### Problem
Copy every line from the records that holds the word "usecase".

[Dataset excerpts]

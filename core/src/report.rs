//! Diagnostics sink handed to every operation that has something to say.
//!
//! Operations never log through a global; they receive a `&dyn Reporter`.
//! The binary passes [`TracingReporter`], tests pass [`RecordingReporter`].

use std::cell::RefCell;

#[derive(Debug, Clone, Copy, PartialEq, Eq)]
pub enum Severity {
    Debug,
    Info,
    Warn,
}

pub trait Reporter {
    fn report(&self, severity: Severity, message: &str);

    fn debug(&self, message: &str) {
        self.report(Severity::Debug, message);
    }

    fn info(&self, message: &str) {
        self.report(Severity::Info, message);
    }

    fn warn(&self, message: &str) {
        self.report(Severity::Warn, message);
    }
}

/// Forwards to `tracing`.
#[derive(Debug, Clone, Copy, Default)]
pub struct TracingReporter;

impl Reporter for TracingReporter {
    fn report(&self, severity: Severity, message: &str) {
        match severity {
            Severity::Debug => tracing::debug!("{}", message),
            Severity::Info => tracing::info!("{}", message),
            Severity::Warn => tracing::warn!("{}", message),
        }
    }
}

/// Keeps every message in memory.
#[derive(Debug, Default)]
pub struct RecordingReporter {
    entries: RefCell<Vec<(Severity, String)>>,
}

impl RecordingReporter {
    pub fn new() -> Self {
        Self::default()
    }

    pub fn entries(&self) -> Vec<(Severity, String)> {
        self.entries.borrow().clone()
    }

    pub fn warnings(&self) -> Vec<String> {
        self.entries
            .borrow()
            .iter()
            .filter(|(severity, _)| *severity == Severity::Warn)
            .map(|(_, message)| message.clone())
            .collect()
    }
}

impl Reporter for RecordingReporter {
    fn report(&self, severity: Severity, message: &str) {
        self.entries.borrow_mut().push((severity, message.to_string()));
    }
}
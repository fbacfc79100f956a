pub mod config;
pub mod error;
pub mod model;
pub mod report;
pub mod repository;
pub mod service;
pub mod source;
pub mod time;
pub mod usecase;

pub use config::Config;
pub use error::{FetchError, RecordError, StoreError};
pub use model::reading::{Reading, Series};
pub use model::summary::{DailyDelta, MonthKey, MonthlySummary};
pub use report::{RecordingReporter, Reporter, Severity, TracingReporter};
pub use repository::{FileSeriesRepository, LoadedSeries, SeriesRepository};
pub use service::normalizer::{aggregate_monthly, compute_deltas, fill_gaps, latest_value};
pub use source::{GalaxySource, ReadingSource};
pub use time::{format_record_date, parse_record_date};
pub use usecase::report::{RefreshOutcome, Report, ReportUseCase};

### Solution to the problem
pub mod usecase;
pub use usecase::report::{RefreshOutcome, Report, ReportUseCase};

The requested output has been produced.